I called the friend who encouraged me to apply for the scheme, and told him I will be forever grateful.
The vast majority of my life I have enjoyed swimming with the tide. From 2016 to 2024 that tide turned against me, and it was brutal.
Confession: I’ve been uncharacteristically nervous about hitting the right tone in this piece. Despite my fervent love for the passion of the First Draft with Capital Letters, there are rare colyooms such as this that leave your scribbler unable to whack it all down, as I usually do.
The first draft is the soul of writing, all subsequent efforts being editing, and it is my duty to preserve the passion and power of that first draft as I improve my work.

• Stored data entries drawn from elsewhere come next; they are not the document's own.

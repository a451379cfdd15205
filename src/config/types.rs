use serde::{Deserialize, Serialize};
use std::path::PathBuf;

#[derive(Debug, Clone, Default, Serialize, Deserialize)]
pub struct Config {
    #[serde(default)]
    pub discovery: DiscoveryConfig,
    #[serde(default)]
    pub direct: DirectConfig,
    #[serde(default)]
    pub transport: TransportConfig,
    #[serde(default)]
    pub storage: StorageConfig,
    #[serde(default)]
    pub logs: LogsConfig,
}

#[derive(Debug, Clone, Serialize, Deserialize)]
pub struct DiscoveryConfig {
    #[serde(default = "default_discovery_url")]
    pub url: String,
}

#[derive(Debug, Clone, Serialize, Deserialize)]
pub struct DirectConfig {
    #[serde(default = "default_direct_url")]
    pub url: String,
}

#[derive(Debug, Clone, Serialize, Deserialize)]
pub struct TransportConfig {
    #[serde(default = "default_timeout_secs")]
    pub timeout_secs: u64,
    #[serde(default = "default_chunk_size")]
    pub chunk_size: usize,
}

#[derive(Debug, Clone, Serialize, Deserialize)]
pub struct StorageConfig {
    #[serde(default = "default_temp_dir")]
    pub temp_dir: PathBuf,
    #[serde(default = "default_output_dir")]
    pub output_dir: PathBuf,
    /// Delete staged upload files once the exchange finishes.
    #[serde(default)]
    pub cleanup_uploads: bool,
}

#[derive(Debug, Clone, Serialize, Deserialize)]
pub struct LogsConfig {
    #[serde(default = "default_log_level")]
    pub level: String,
    #[serde(default)]
    pub format: LogFormat,
}

#[derive(Debug, Clone, Copy, Default, PartialEq, Eq, Serialize, Deserialize)]
#[serde(rename_all = "snake_case")]
pub enum LogFormat {
    Json,
    #[default]
    Pretty,
}

impl Default for DiscoveryConfig {
    fn default() -> Self {
        Self {
            url: default_discovery_url(),
        }
    }
}

impl Default for DirectConfig {
    fn default() -> Self {
        Self {
            url: default_direct_url(),
        }
    }
}

impl Default for TransportConfig {
    fn default() -> Self {
        Self {
            timeout_secs: default_timeout_secs(),
            chunk_size: default_chunk_size(),
        }
    }
}

impl Default for StorageConfig {
    fn default() -> Self {
        Self {
            temp_dir: default_temp_dir(),
            output_dir: default_output_dir(),
            cleanup_uploads: false,
        }
    }
}

impl Default for LogsConfig {
    fn default() -> Self {
        Self {
            level: default_log_level(),
            format: LogFormat::default(),
        }
    }
}

fn default_discovery_url() -> String {
    "http://tomaat.cloud:8000/discover".to_string()
}

fn default_direct_url() -> String {
    "http://localhost:9000".to_string()
}

fn default_timeout_secs() -> u64 {
    300
}

fn default_chunk_size() -> usize {
    64 * 1024
}

fn default_temp_dir() -> PathBuf {
    std::env::temp_dir()
}

fn default_output_dir() -> PathBuf {
    PathBuf::from("results")
}

fn default_log_level() -> String {
    "info".to_string()
}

However this piece has been the opposite of a first draft. My emotions are still so raw that I managed only a series of short jabs to the keyboard, over weeks, as I came to terms with the profundity of safety.
This is not me telling you what you should do.
This is not me telling you to look at what a mighty man I am.
This is neither practical advice nor philosophical guidance.
This is simply the story of a process.
It’s what happened to me.
You might like to know.
15 months ago I had neither a home nor a pension.
Life was not worth living.
Now I’m safe.
My tide turned.
©Charlie Adley
28.07.2025



2 comments:
Well done ..proud of your resilience and so happy the tide turned
Thanks so much, Anon. That means a lot.